Developing the STOE Framework and Implementation Architecture: A Dual Model for e-Health Implementation in Resource-Constrained Public Healthcare Settings of Western Kenya
DOI:
https://doi.org/10.58721/jraw.v3i1.1677Keywords:
e-Health, Implementation, Public healthcare, ResourcesAbstract
Well-funded e-Health pilot projects in low- and middle-income countries (LMICs) consistently fail to achieve sustainable integration into routine practice. Existing frameworks address single dimensions of this problem, lacking integrated, multi-level perspectives and actionable roadmaps. This paper presents the development and empirical validation of the STOE (Social-Technological-Organisational-Environmental) Framework and its complementary Implementation Architecture, a dual model for resource-constrained public healthcare settings. We employed a sequential explanatory mixed-methods design across three public healthcare facilities in Western Kenya. Following a deductive-inductive process, we deductively constructed the STOE Framework by synthesising Normalisation Process Theory, the Technology-Organisation-Environment framework, and the Four-in-Balance Model.
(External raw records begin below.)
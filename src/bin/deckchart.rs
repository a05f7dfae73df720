use std::fs::{self, File};
use std::io::{self, Read};
use std::path::PathBuf;

use deckchart::api::{ChartKind, ChartSettings, ChartSpec};
use deckchart::input::InputFormat;
use deckchart::render::{NullRenderer, Renderer};

const USAGE: &str = "usage: deckchart [kind] [--input <path>] [--csv <label,value>] \
[--settings <json>] [--top <n>] [--bottom <n>] [--left <n>] [--right <n>] \
[--output <path>] [--png <path>] [--size <width>x<height>]\n\
kinds: bar, wbar, hbar, hdot, vdot, donut, pmap, pgrid, radial, line, scatter, area, slope";

#[derive(Debug, Default)]
struct CliArgs {
    kind: Option<ChartKind>,
    input: Option<PathBuf>,
    csv_columns: Option<String>,
    settings: Option<PathBuf>,
    top: Option<f64>,
    bottom: Option<f64>,
    left: Option<f64>,
    right: Option<f64>,
    output: Option<PathBuf>,
    png: Option<PathBuf>,
    png_size: (i32, i32),
}

fn main() {
    if deckchart::telemetry::init_default_tracing() {
        tracing::debug!("stderr tracing subscriber installed");
    }
    if let Err(err) = run() {
        eprintln!("error: {err}");
        std::process::exit(1);
    }
}

fn run() -> Result<(), String> {
    let args = parse_args()?;
    let settings = build_settings(&args)?;

    let reader: Box<dyn Read> = match &args.input {
        Some(path) if path.as_os_str() != "-" => Box::new(
            File::open(path)
                .map_err(|err| format!("failed to open `{}`: {err}", path.display()))?,
        ),
        _ => Box::new(io::stdin().lock()),
    };
    let frame = settings
        .generate_from_reader(reader)
        .map_err(|err| format!("chart generation failed: {err}"))?;

    let mut validator = NullRenderer::default();
    validator
        .render(&frame)
        .map_err(|err| format!("generated frame is invalid: {err}"))?;

    let json = frame
        .to_json_contract_v1_pretty()
        .map_err(|err| format!("failed to serialize frame: {err}"))?;
    match &args.output {
        Some(path) => fs::write(path, json)
            .map_err(|err| format!("failed to write `{}`: {err}", path.display()))?,
        None => println!("{json}"),
    }

    if let Some(path) = &args.png {
        write_png(&frame, &settings, path, args.png_size)?;
    }
    Ok(())
}

fn build_settings(args: &CliArgs) -> Result<ChartSettings, String> {
    let mut settings = match &args.settings {
        Some(path) => {
            let raw = fs::read_to_string(path)
                .map_err(|err| format!("failed to read `{}`: {err}", path.display()))?;
            let mut settings = ChartSettings::from_json_compat_str(&raw)
                .map_err(|err| format!("invalid settings json: {err}"))?;
            if let Some(kind) = args.kind {
                settings.spec = ChartSpec::for_kind(kind);
            }
            settings
        }
        None => ChartSettings::for_kind(args.kind.unwrap_or(ChartKind::Bar), 0.0, 0.0, 0.0, 0.0),
    };

    if let Some(top) = args.top {
        settings.top = top;
    }
    if let Some(bottom) = args.bottom {
        settings.bottom = bottom;
    }
    if let Some(left) = args.left {
        settings.left = left;
    }
    if let Some(right) = args.right {
        settings.right = right;
    }
    if let Some(columns) = &args.csv_columns {
        settings.input = InputFormat::Csv {
            columns: Some(columns.clone()).filter(|columns| !columns.is_empty()),
        };
    }
    Ok(settings)
}

#[cfg(feature = "cairo-backend")]
fn write_png(
    frame: &deckchart::RenderFrame,
    settings: &ChartSettings,
    path: &std::path::Path,
    (width, height): (i32, i32),
) -> Result<(), String> {
    use deckchart::render::CairoRenderer;

    let mut renderer =
        CairoRenderer::new(width, height).map_err(|err| format!("renderer init failed: {err}"))?;
    renderer
        .set_clear_color(&settings.background_color)
        .map_err(|err| format!("invalid background color: {err}"))?;
    renderer
        .render(frame)
        .map_err(|err| format!("render failed: {err}"))?;
    renderer
        .write_png(path)
        .map_err(|err| format!("failed to write png `{}`: {err}", path.display()))?;
    let stats = renderer.last_stats();
    eprintln!(
        "wrote {} ({} lines, {} shapes, {} texts)",
        path.display(),
        stats.lines_drawn,
        stats.shapes_drawn,
        stats.texts_drawn
    );
    Ok(())
}

#[cfg(not(feature = "cairo-backend"))]
fn write_png(
    _frame: &deckchart::RenderFrame,
    _settings: &ChartSettings,
    _path: &std::path::Path,
    _size: (i32, i32),
) -> Result<(), String> {
    Err("--png requires feature `cairo-backend`".to_owned())
}

fn parse_number(flag: &str, value: Option<String>) -> Result<f64, String> {
    let value = value.ok_or_else(|| format!("missing value for {flag}"))?;
    value
        .parse::<f64>()
        .map_err(|_| format!("invalid number for {flag}: `{value}`"))
}

fn parse_size(value: &str) -> Result<(i32, i32), String> {
    let (width, height) = value
        .split_once('x')
        .ok_or_else(|| format!("invalid size `{value}`, expected <width>x<height>"))?;
    let width = width
        .parse::<i32>()
        .map_err(|_| format!("invalid width in `{value}`"))?;
    let height = height
        .parse::<i32>()
        .map_err(|_| format!("invalid height in `{value}`"))?;
    if width <= 0 || height <= 0 {
        return Err(format!("size must be positive, got `{value}`"));
    }
    Ok((width, height))
}

fn parse_args() -> Result<CliArgs, String> {
    let mut args = std::env::args().skip(1).peekable();
    let mut cli = CliArgs {
        png_size: (1600, 900),
        ..CliArgs::default()
    };

    if let Some(first) = args.next_if(|arg| !arg.starts_with('-')) {
        cli.kind = Some(first.parse::<ChartKind>().map_err(|err| format!("{err}\n{USAGE}"))?);
    }

    while let Some(flag) = args.next() {
        match flag.as_str() {
            "--input" => {
                let value = args
                    .next()
                    .ok_or_else(|| "missing value for --input".to_owned())?;
                cli.input = Some(PathBuf::from(value));
            }
            "--csv" => {
                let value = args
                    .next()
                    .ok_or_else(|| "missing value for --csv".to_owned())?;
                cli.csv_columns = Some(value);
            }
            "--settings" => {
                let value = args
                    .next()
                    .ok_or_else(|| "missing value for --settings".to_owned())?;
                cli.settings = Some(PathBuf::from(value));
            }
            "--output" => {
                let value = args
                    .next()
                    .ok_or_else(|| "missing value for --output".to_owned())?;
                cli.output = Some(PathBuf::from(value));
            }
            "--png" => {
                let value = args
                    .next()
                    .ok_or_else(|| "missing value for --png".to_owned())?;
                cli.png = Some(PathBuf::from(value));
            }
            "--size" => {
                let value = args
                    .next()
                    .ok_or_else(|| "missing value for --size".to_owned())?;
                cli.png_size = parse_size(&value)?;
            }
            "--top" => cli.top = Some(parse_number("--top", args.next())?),
            "--bottom" => cli.bottom = Some(parse_number("--bottom", args.next())?),
            "--left" => cli.left = Some(parse_number("--left", args.next())?),
            "--right" => cli.right = Some(parse_number("--right", args.next())?),
            "--help" | "-h" => return Err(USAGE.to_owned()),
            _ => return Err(format!("unknown argument `{flag}`\n{USAGE}")),
        }
    }
    Ok(cli)
}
This a priori model was then inductively tested through quantitative surveys (n=108 healthcare providers) and qualitative interviews (n=21 key informants). Empirical data confirmed the framework's validity. Implementation failures stemmed from structural disconnects across nested STOE contexts, not isolated technical deficits. Three disconnect patterns emerged: (1) environmental policy uncertainty paralysing organisational decision-making (E→O); (2) technologies procured without frontline user input leading to systematic social rejection (S↔T); and (3) fragmented funding creating unsustainable donor-dependent pilots that collapsed post-completion (E→O→S cascade). The validated dual framework offers a pragmatic two-stage approach for resource-constrained health systems: diagnose systemic weaknesses using the STOE lens, then target interventions precisely using the architectural blueprint. This moves the field beyond checklist-style models toward integrated diagnosis and action.